┌──

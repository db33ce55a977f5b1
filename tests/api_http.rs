// tests/api_http.rs
//
// HTTP-level tests for the public API Router without opening sockets.
// We exercise the router directly via tower::ServiceExt::oneshot, with stub
// headline sources and models standing in for NewsAPI and the zero-shot endpoint.

use std::sync::{Arc, Mutex};

use anyhow::Result;
use async_trait::async_trait;
use axum::{
    body::{self, Body},
    http::{Request, StatusCode},
    Router,
};
use serde_json::{json, Value as Json};
use tower::ServiceExt as _; // for `oneshot`

use news_topic_classifier::classify::{MockModel, ZeroShotModel, ZeroShotOutput};
use news_topic_classifier::config::NewsApiConfig;
use news_topic_classifier::error::SourceError;
use news_topic_classifier::headlines::{FixtureSource, NewsApiSource};
use news_topic_classifier::{api, AppState, HeadlineQuery, HeadlineRecord, HeadlineSource, TopicClassifier};

const BODY_LIMIT: usize = 1024 * 1024;
const FIXTURE: &str = include_str!("fixtures/top_headlines.json");

/// Picks a label by keyword; headlines containing "fail" make the call error out.
struct KeywordModel;

#[async_trait]
impl ZeroShotModel for KeywordModel {
    async fn classify(&self, text: &str, labels: &[&str]) -> Result<ZeroShotOutput> {
        let lower = text.to_ascii_lowercase();
        if lower.contains("fail") {
            anyhow::bail!("inference backend error");
        }
        let pick = if lower.contains("bank") || lower.contains("rates") {
            "Business & Finance"
        } else if lower.contains("championship") {
            "Sports & Athletics"
        } else if lower.contains("genome") {
            "Science & Research"
        } else {
            "Technology & Computing"
        };
        Ok(ZeroShotOutput::from_pairs(
            labels
                .iter()
                .map(|l| (l.to_string(), if *l == pick { 0.91 } else { 0.01 }))
                .collect(),
        ))
    }
    fn name(&self) -> &'static str {
        "keyword"
    }
}

/// Returns fixed records and remembers the query it was called with.
struct RecordingSource {
    records: Vec<HeadlineRecord>,
    seen: Mutex<Option<HeadlineQuery>>,
}

impl RecordingSource {
    fn new(headlines: &[&str]) -> Arc<Self> {
        let records = headlines
            .iter()
            .enumerate()
            .map(|(i, h)| HeadlineRecord {
                headline: h.to_string(),
                url: Some(format!("https://example.test/{i}")),
                source: Some("Stub".to_string()),
            })
            .collect();
        Arc::new(Self {
            records,
            seen: Mutex::new(None),
        })
    }

    fn last_query(&self) -> Option<HeadlineQuery> {
        self.seen.lock().unwrap().clone()
    }
}

#[async_trait]
impl HeadlineSource for RecordingSource {
    async fn fetch(&self, query: &HeadlineQuery) -> Result<Vec<HeadlineRecord>, SourceError> {
        *self.seen.lock().unwrap() = Some(query.clone());
        Ok(self.records.clone())
    }
    fn name(&self) -> &'static str {
        "recording"
    }
}

struct DownSource;

#[async_trait]
impl HeadlineSource for DownSource {
    async fn fetch(&self, _query: &HeadlineQuery) -> Result<Vec<HeadlineRecord>, SourceError> {
        Err(SourceError::Status {
            status: 500,
            message: "upstream exploded".to_string(),
        })
    }
    fn name(&self) -> &'static str {
        "down"
    }
}

fn app_with(source: Arc<dyn HeadlineSource>, model: Arc<dyn ZeroShotModel>) -> Router {
    let classifier = Arc::new(TopicClassifier::with_model(model));
    api::router(AppState::new(source, classifier))
}

fn fixture_app() -> Router {
    app_with(
        Arc::new(FixtureSource::from_fixture(FIXTURE)),
        Arc::new(KeywordModel),
    )
}

async fn post_json(app: &Router, uri: &str, payload: Json) -> (StatusCode, Json) {
    let req = Request::builder()
        .method("POST")
        .uri(uri)
        .header("content-type", "application/json")
        .body(Body::from(payload.to_string()))
        .expect("build POST");
    let resp = app.clone().oneshot(req).await.expect("oneshot");
    let status = resp.status();
    let bytes = body::to_bytes(resp.into_body(), BODY_LIMIT)
        .await
        .expect("read body");
    let v: Json = serde_json::from_slice(&bytes).expect("parse json");
    (status, v)
}

#[tokio::test]
async fn api_health_returns_200_and_ok_body() {
    let app = fixture_app();
    let req = Request::builder()
        .method("GET")
        .uri("/health")
        .body(Body::empty())
        .expect("build GET /health");

    let resp = app.oneshot(req).await.expect("oneshot /health");
    assert_eq!(resp.status(), StatusCode::OK);
    let bytes = body::to_bytes(resp.into_body(), BODY_LIMIT).await.unwrap();
    assert_eq!(String::from_utf8(bytes.to_vec()).unwrap().trim(), "OK");
}

#[tokio::test]
async fn news_with_defaults_returns_meta_and_ordered_results() {
    let app = fixture_app();
    let (status, v) = post_json(&app, "/news", json!({})).await;
    assert_eq!(status, StatusCode::OK, "body: {v}");

    assert_eq!(v["meta"]["category"], "technology");
    assert_eq!(v["meta"]["count"], 4);
    assert_eq!(v["meta"]["successful"], 4);

    let results = v["results"].as_array().expect("results array");
    let headlines: Vec<&str> = results.iter().map(|r| r["headline"].as_str().unwrap()).collect();
    assert_eq!(
        headlines,
        vec![
            "Nvidia unveils new AI chips for data centers",
            "Central bank holds rates steady as inflation cools",
            "Underdogs win the championship in overtime thriller",
            "Researchers map \"dark\" genome regions",
        ]
    );
    let topics: Vec<&str> = results.iter().map(|r| r["topic"].as_str().unwrap()).collect();
    assert_eq!(
        topics,
        vec![
            "Technology & Computing",
            "Business & Finance",
            "Sports & Athletics",
            "Science & Research",
        ]
    );
    for r in results {
        assert_eq!(r["success"], true);
        assert!(r.get("error").is_none());
        assert!(!r["url"].as_str().unwrap().is_empty());
        let c = r["confidence"].as_f64().unwrap();
        assert!((0.0..=1.0).contains(&c));
    }
    assert_eq!(results[0]["source"], "The Verge");
}

#[tokio::test]
async fn fetch_and_classify_alias_serves_the_same_pipeline() {
    let app = fixture_app();
    let (status, v) = post_json(
        &app,
        "/fetch-and-classify",
        json!({ "category": "general", "page_size": 2 }),
    )
    .await;
    assert_eq!(status, StatusCode::OK);
    assert_eq!(v["meta"]["category"], "general");
    assert_eq!(v["meta"]["count"], 2);
}

#[tokio::test]
async fn page_size_is_clamped_before_the_source_call() {
    let src = RecordingSource::new(&["One", "Two"]);
    let app = app_with(src.clone(), Arc::new(KeywordModel));

    let (status, _) = post_json(&app, "/news", json!({ "page_size": 25 })).await;
    assert_eq!(status, StatusCode::OK);
    assert_eq!(src.last_query().unwrap().page_size, 20);

    let (status, _) = post_json(&app, "/news", json!({ "page_size": 0 })).await;
    assert_eq!(status, StatusCode::OK);
    assert_eq!(src.last_query().unwrap().page_size, 1);

    let (_, _) = post_json(&app, "/news", json!({ "country": "GB", "category": "Sports" })).await;
    let q = src.last_query().unwrap();
    assert_eq!((q.country.as_str(), q.category.as_str(), q.page_size), ("gb", "sports", 5));
}

#[tokio::test]
async fn per_item_failure_is_folded_into_the_batch() {
    let src = RecordingSource::new(&["Chips rally", "Pipeline fails here", "Cup championship"]);
    let app = app_with(src, Arc::new(KeywordModel));

    let (status, v) = post_json(&app, "/news", json!({})).await;
    assert_eq!(status, StatusCode::OK);
    assert_eq!(v["meta"]["count"], 3);
    assert_eq!(v["meta"]["successful"], 2);

    let failed = &v["results"][1];
    assert_eq!(failed["headline"], "Pipeline fails here");
    assert_eq!(failed["topic"], "Classification Error");
    assert_eq!(failed["confidence"], 0.0);
    assert_eq!(failed["success"], false);
    assert!(failed["error"].as_str().unwrap().contains("inference backend error"));

    assert_eq!(v["results"][2]["topic"], "Sports & Athletics");
}

#[tokio::test]
async fn source_failure_is_a_single_dependency_error() {
    let app = app_with(Arc::new(DownSource), Arc::new(KeywordModel));
    let (status, v) = post_json(&app, "/news", json!({})).await;
    assert_eq!(status, StatusCode::BAD_GATEWAY);
    assert_eq!(v["error"], "source_unavailable");
    assert!(v["detail"].as_str().unwrap().contains("News fetching failed"));
    assert!(v.get("results").is_none());
}

#[tokio::test]
async fn missing_api_key_fails_fast_with_503() {
    let cfg = NewsApiConfig {
        endpoint: "http://127.0.0.1:9/top-headlines".into(),
        ..Default::default()
    };
    let src = NewsApiSource::new(&cfg).unwrap();
    let app = app_with(Arc::new(src), Arc::new(KeywordModel));

    let (status, v) = post_json(&app, "/news", json!({})).await;
    assert_eq!(status, StatusCode::SERVICE_UNAVAILABLE);
    assert_eq!(v["error"], "source_not_configured");
}

#[tokio::test]
async fn invalid_category_or_country_is_400() {
    let app = fixture_app();
    let (status, v) = post_json(&app, "/news", json!({ "category": "gossip" })).await;
    assert_eq!(status, StatusCode::BAD_REQUEST);
    assert_eq!(v["error"], "bad_request");

    let (status, _) = post_json(&app, "/news", json!({ "country": "usa" })).await;
    assert_eq!(status, StatusCode::BAD_REQUEST);
}

#[tokio::test]
async fn classify_single_headline_and_fallbacks() {
    let app = fixture_app();

    let (status, v) = post_json(&app, "/classify", json!({ "headline": "Central bank cuts rates" })).await;
    assert_eq!(status, StatusCode::OK);
    assert_eq!(v["topic"], "Business & Finance");
    assert_eq!(v["headline"], "Central bank cuts rates");

    for payload in [json!({ "headline": "" }), json!({ "headline": 42 }), json!({})] {
        let (status, v) = post_json(&app, "/classify", payload).await;
        assert_eq!(status, StatusCode::OK);
        assert_eq!(v["topic"], "General News");
        assert_eq!(v["confidence"], 0.0);
    }

    // Model failure never surfaces as an error status on this endpoint.
    let (status, v) = post_json(&app, "/classify", json!({ "headline": "this will fail" })).await;
    assert_eq!(status, StatusCode::OK);
    assert_eq!(v["topic"], "General News");
}

#[tokio::test]
async fn classification_is_deterministic_for_a_deterministic_model() {
    let app = app_with(
        RecordingSource::new(&["a"]),
        Arc::new(MockModel::new("Health & Medicine", 0.64)),
    );
    let (_, a) = post_json(&app, "/classify", json!({ "headline": "Flu season starts early" })).await;
    let (_, b) = post_json(&app, "/classify", json!({ "headline": "Flu season starts early" })).await;
    assert_eq!(a, b);
    assert_eq!(a["topic"], "Health & Medicine");
}

#[tokio::test]
async fn cors_mirrors_request_origin() {
    let app = fixture_app();
    let req = Request::builder()
        .method("GET")
        .uri("/health")
        .header("origin", "http://localhost:3000")
        .body(Body::empty())
        .unwrap();
    let resp = app.oneshot(req).await.unwrap();
    let allow = resp
        .headers()
        .get("access-control-allow-origin")
        .and_then(|h| h.to_str().ok())
        .unwrap_or("");
    assert_eq!(allow, "http://localhost:3000");
}

/// Panics with something that must never reach a client.
struct PanickingSource;

#[async_trait]
impl HeadlineSource for PanickingSource {
    async fn fetch(&self, _query: &HeadlineQuery) -> Result<Vec<HeadlineRecord>, SourceError> {
        panic!("db password=hunter2 at /srv/secret.rs");
    }
    fn name(&self) -> &'static str {
        "panicking"
    }
}

async fn post_raw(
    app: &Router,
    uri: &str,
    content_type: Option<&str>,
    payload: &'static str,
) -> (StatusCode, Json) {
    let mut req = Request::builder().method("POST").uri(uri);
    if let Some(ct) = content_type {
        req = req.header("content-type", ct);
    }
    let resp = app
        .clone()
        .oneshot(req.body(Body::from(payload)).expect("build POST"))
        .await
        .expect("oneshot");
    let status = resp.status();
    let bytes = body::to_bytes(resp.into_body(), BODY_LIMIT)
        .await
        .expect("read body");
    let v: Json = serde_json::from_slice(&bytes).expect("error body is json");
    (status, v)
}

#[tokio::test]
async fn malformed_bodies_get_json_400s() {
    let app = fixture_app();
    let cases: [(&str, Option<&str>, &'static str); 5] = [
        ("/news", Some("application/json"), r#"{"page_size":"ten"}"#),
        ("/news", Some("application/json"), r#"{"page_size":25.5}"#),
        ("/news", Some("application/json"), "not json"),
        ("/news", None, ""),
        ("/classify", Some("application/json"), "{headline"),
    ];
    for (uri, ct, payload) in cases {
        let (status, v) = post_raw(&app, uri, ct, payload).await;
        assert_eq!(status, StatusCode::BAD_REQUEST, "{uri} {payload:?}: {v}");
        assert_eq!(v["error"], "bad_request");
        assert!(!v["detail"].as_str().unwrap().is_empty());
    }
}

#[tokio::test]
async fn null_page_size_means_default() {
    let src = RecordingSource::new(&["One"]);
    let app = app_with(src.clone(), Arc::new(KeywordModel));

    let (status, _) = post_json(&app, "/news", json!({ "page_size": null })).await;
    assert_eq!(status, StatusCode::OK);
    assert_eq!(src.last_query().unwrap().page_size, 5);
}

#[tokio::test]
async fn panics_become_generic_500_without_the_payload() {
    let app = app_with(Arc::new(PanickingSource), Arc::new(KeywordModel));
    let (status, v) = post_json(&app, "/news", json!({})).await;
    assert_eq!(status, StatusCode::INTERNAL_SERVER_ERROR);
    assert_eq!(v["error"], "server_error");
    let detail = v["detail"].as_str().unwrap();
    assert!(!detail.contains("hunter2") && !detail.contains("/srv"), "{detail}");

    // the service keeps answering afterwards
    let (status, _) = post_json(&app, "/classify", json!({ "headline": "Central bank cuts rates" })).await;
    assert_eq!(status, StatusCode::OK);
}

└──

▶ **Task prompt**
Note how many lines above hold "expect" and give that figure alone.

▶ **Task output**
11